When George follows up on his nihilist thinking by saying that “I wish I’d never been born!”, the stranger seizes upon George’s words with an odd sort of excitement: “Why, that’s wonderful! You’ve solved everything!” The stranger then informs George that “All your troubles are over. Your wish, I am happy to say, has been granted – officially” (p. 5).
The stranger then sends George off to explore his brave new world – giving him a satchel of brushes, so that George can pretend to be a brush salesman; it’s the 1940’s, after all, when one might see brush salesmen going from door to door in many U.S. communities.
And with that send-off, George starts discovering what the world would have been like if he had never been born. The bank that would have been his place of employment is closed; without George to take the bank job, and do that job conscientiously and well, his rival Marty Jenkins took the job. Marty Jenkins then stole $50,000 from the bank and fled, and the bank closed as a result.
Visiting his parents (who, of course, don’t know him), George sees a picture of his brother Harry, asks about Harry, and is told by his father that Harry has “been dead a long while. He was drowned the day that picture was taken.” George then recalls a long-ago summer day when he and Harry “had gone swimming. Harry had been seized with a cramp, he remembered. He had pulled him out of the water and had thought nothing of it. But suppose he hadn’t been there!” (pp. 20-21)
As in It’s a Wonderful Life, George finds that his absence from the scene has caused bad consequences to pile upon one another, in an escalating cycle of unhappiness. Marty Jenkins’s act of embezzlement from the bank caused his brother Art to turn to drink; Art subsequently married Mary Thatcher, the woman who was to be George’s wife, and one of the most painful scenes of the story shows George seeing that Mary is now trapped in an unhappy marriage with a drunken and quite-possibly-abusive husband.
George hurries back to the bridge that he considered jumping from – and thankfully, the stranger is still there. George pleads with the stranger: “Change me back – please. Not just for my sake, but for the others. You don’t know what a mess this town is in….I’ve got to get back. They need me here.” The stranger says that he understands, and adds that “You had the greatest gift of all conferred upon you – the gift of life, of being a part of this world and taking a part in it. Yet you denied that gift” (p. 31).

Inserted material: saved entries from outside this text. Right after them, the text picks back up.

//! Puntuación y tarjeta de resultados.
//!
//! La tarjeta es una instantánea de solo lectura calculada una vez al
//! terminar la sesión; el fichero `<usuario>_result.txt` se sobreescribe
//! en cada intento (el último gana).

use chrono::{DateTime, Local};
use std::collections::HashMap;
use std::fs;
use std::path::{Path, PathBuf};

use crate::error::{StorageError, ValidationError};
use crate::model::{Category, Question};
use crate::session::Session;

/// Aprobado con el 50% o más (inclusive)
pub const PASS_THRESHOLD: f32 = 50.0;

/// Marcador de pregunta sin respuesta en la tarjeta
pub const EMPTY_MARKER: &str = "(sin responder)";

/// Aciertos: respuestas registradas idénticas a la correcta.
/// Entradas ausentes o vacías no cuentan nunca.
pub fn score_answers(questions: &[Question], answers: &HashMap<usize, String>) -> usize {
    questions
        .iter()
        .enumerate()
        .filter(|(i, q)| {
            answers
                .get(i)
                .is_some_and(|sel| !sel.is_empty() && *sel == q.answer)
        })
        .count()
}

#[derive(Debug, Clone, PartialEq, Eq)]
pub struct ResultRow {
    pub prompt: String,
    pub selected: String, // "" = sin responder
    pub correct: String,
}

#[derive(Debug, Clone)]
pub struct ResultCard {
    pub username: String,
    pub category: Category,
    pub timestamp: DateTime<Local>,
    pub score: usize,
    pub total: usize,
    pub rows: Vec<ResultRow>,
}

impl ResultCard {
    /// Instantánea de la sesión con la fecha actual.
    pub fn from_session(session: &Session) -> Result<Self, ValidationError> {
        Self::with_timestamp(session, Local::now())
    }

    pub fn with_timestamp(
        session: &Session,
        timestamp: DateTime<Local>,
    ) -> Result<Self, ValidationError> {
        let total = session.question_count();
        // Guarda explícita: sin preguntas no hay porcentaje que calcular
        if total == 0 {
            return Err(ValidationError::EmptyBank(
                session.category.label().to_string(),
            ));
        }

        let answers = session.answers();
        let rows = session
            .questions()
            .iter()
            .enumerate()
            .map(|(i, q)| ResultRow {
                prompt: q.prompt.clone(),
                selected: answers.get(&i).cloned().unwrap_or_default(),
                correct: q.answer.clone(),
            })
            .collect();

        Ok(Self {
            username: session.username.clone(),
            category: session.category,
            timestamp,
            score: score_answers(session.questions(), answers),
            total,
            rows,
        })
    }

    pub fn percentage(&self) -> f32 {
        100.0 * self.score as f32 / self.total as f32
    }

    pub fn is_pass(&self) -> bool {
        self.percentage() >= PASS_THRESHOLD
    }

    /// Transcripción determinista, línea a línea, en orden de pregunta.
    pub fn transcript(&self) -> String {
        let mut out = String::new();
        out.push_str("Tarjeta de resultados\n");
        out.push_str(&format!("Nombre: {}\n", self.username));
        out.push_str(&format!("Categoría: {}\n", self.category.label()));
        out.push_str(&format!(
            "Fecha: {}\n",
            self.timestamp.format("%Y-%m-%d %H:%M:%S")
        ));
        out.push_str(&format!(
            "Puntuación: {} / {} ({:.1}%)\n",
            self.score,
            self.total,
            self.percentage()
        ));
        out.push_str("\nDetalle por pregunta:\n");
        for (i, row) in self.rows.iter().enumerate() {
            out.push_str(&format!("Q{}. {}\n", i + 1, row.prompt));
            let selected = if row.selected.is_empty() {
                EMPTY_MARKER
            } else {
                &row.selected
            };
            out.push_str(&format!("Tu respuesta: {selected}\n"));
            out.push_str(&format!("Respuesta correcta: {}\n\n", row.correct));
        }
        out
    }
}

/// Escribe `<usuario>_result.txt` en el directorio de resultados,
/// creándolo si hace falta. Sobreescribe el intento anterior.
pub fn save_result_card(dir: &Path, card: &ResultCard) -> Result<PathBuf, StorageError> {
    fs::create_dir_all(dir).map_err(|source| StorageError::CreateDir {
        path: dir.to_path_buf(),
        source,
    })?;
    let path = dir.join(format!("{}_result.txt", card.username));
    fs::write(&path, card.transcript()).map_err(|source| StorageError::Write {
        path: path.clone(),
        source,
    })?;
    log::info!("tarjeta de resultados guardada en {}", path.display());
    Ok(path)
}

#[cfg(test)]
mod tests {
    use super::*;
    use chrono::TimeZone;

    fn bank(answers: &[&str]) -> Vec<Question> {
        answers
            .iter()
            .enumerate()
            .map(|(i, ans)| Question {
                prompt: format!("Pregunta {i}"),
                options: vec!["A".into(), "B".into()],
                answer: (*ans).to_string(),
            })
            .collect()
    }

    #[test]
    fn recorded_match_scores_one() {
        let questions = bank(&["A"]);
        let answers = HashMap::from([(0, "A".to_string())]);
        assert_eq!(score_answers(&questions, &answers), 1);
    }

    #[test]
    fn missing_and_empty_answers_never_match() {
        let questions = bank(&["A"]);
        assert_eq!(score_answers(&questions, &HashMap::new()), 0);
        let empty = HashMap::from([(0, String::new())]);
        assert_eq!(score_answers(&questions, &empty), 0);
    }

    #[test]
    fn full_marks_pass_zero_fails_and_boundary_is_inclusive() {
        let questions = bank(&["A", "B"]);

        // 2 de 2
        let mut s = Session::start("ana", Category::General, questions.clone()).unwrap();
        s.select("A");
        s.advance().unwrap();
        s.select("B");
        s.advance().unwrap();
        let card = ResultCard::from_session(&s).unwrap();
        assert_eq!(card.percentage(), 100.0);
        assert!(card.is_pass());

        // 0 de 2
        let mut s = Session::start("ana", Category::General, questions.clone()).unwrap();
        s.finish();
        let card = ResultCard::from_session(&s).unwrap();
        assert_eq!(card.percentage(), 0.0);
        assert!(!card.is_pass());

        // 1 de 2: justo en el umbral, aprueba
        let mut s = Session::start("ana", Category::General, questions).unwrap();
        s.select("A");
        s.advance().unwrap();
        s.select("A"); // incorrecta
        s.advance().unwrap();
        let card = ResultCard::from_session(&s).unwrap();
        assert_eq!(card.percentage(), 50.0);
        assert!(card.is_pass());
    }

    #[test]
    fn transcript_lists_every_question_in_order() {
        let mut s = Session::start("ana", Category::Science, bank(&["A", "B"])).unwrap();
        s.select("A");
        s.advance().unwrap();
        s.finish();

        let ts = Local.with_ymd_and_hms(2026, 8, 6, 10, 30, 0).unwrap();
        let card = ResultCard::with_timestamp(&s, ts).unwrap();
        let text = card.transcript();

        let expected = "\
Tarjeta de resultados
Nombre: ana
Categoría: Ciencia
Fecha: 2026-08-06 10:30:00
Puntuación: 1 / 2 (50.0%)

Detalle por pregunta:
Q1. Pregunta 0
Tu respuesta: A
Respuesta correcta: A

Q2. Pregunta 1
Tu respuesta: (sin responder)
Respuesta correcta: B

";
        assert_eq!(text, expected);
    }

    #[test]
    fn save_overwrites_previous_attempt() {
        let dir = std::env::temp_dir().join("smart_test_report_test");
        let _ = fs::remove_dir_all(&dir);

        let mut s = Session::start("ana", Category::General, bank(&["A"])).unwrap();
        s.finish();
        let ts = Local.with_ymd_and_hms(2026, 8, 6, 10, 0, 0).unwrap();
        let card = ResultCard::with_timestamp(&s, ts).unwrap();

        let path = save_result_card(&dir, &card).unwrap();
        assert_eq!(path, dir.join("ana_result.txt"));

        // Segundo intento del mismo usuario: el último gana
        let mut s = Session::start("ana", Category::General, bank(&["A"])).unwrap();
        s.select("A");
        s.advance().unwrap();
        let card = ResultCard::with_timestamp(&s, ts).unwrap();
        save_result_card(&dir, &card).unwrap();

        let text = fs::read_to_string(&path).unwrap();
        assert!(text.contains("Puntuación: 1 / 1"));
        let _ = fs::remove_dir_all(&dir);
    }
}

At first, the stranger seems disinclined to grant George’s request for reinstatement to his former life – “You brought it on yourself” – but then adds that “since it’s Christmas Eve” (p. 31), George should close his eyes and keep listening to the Christmas bells and see what happens…
In the above-mentioned afterword, Marguerite Stern Robinson writes with evident love and pride about how her father’s story, inspired by a dream, found its way into the hands of Frank Capra. “After reading The Greatest Gift, he became excited about its possibilities as a film, and wanted Jimmy Stewart for the leading role” (p. 41). We all know, of course, how very well that film project turned out; and admirers of the film who find their way to this delightful little book will no doubt agree with Robinson’s closing declaration that “The Greatest Gift is as compelling today as it was seventy years ago because, in this story, lies a powerful message about the significance of the lives of all of us” (p. 53).
This edition of The Greatest Gift is a great gift indeed.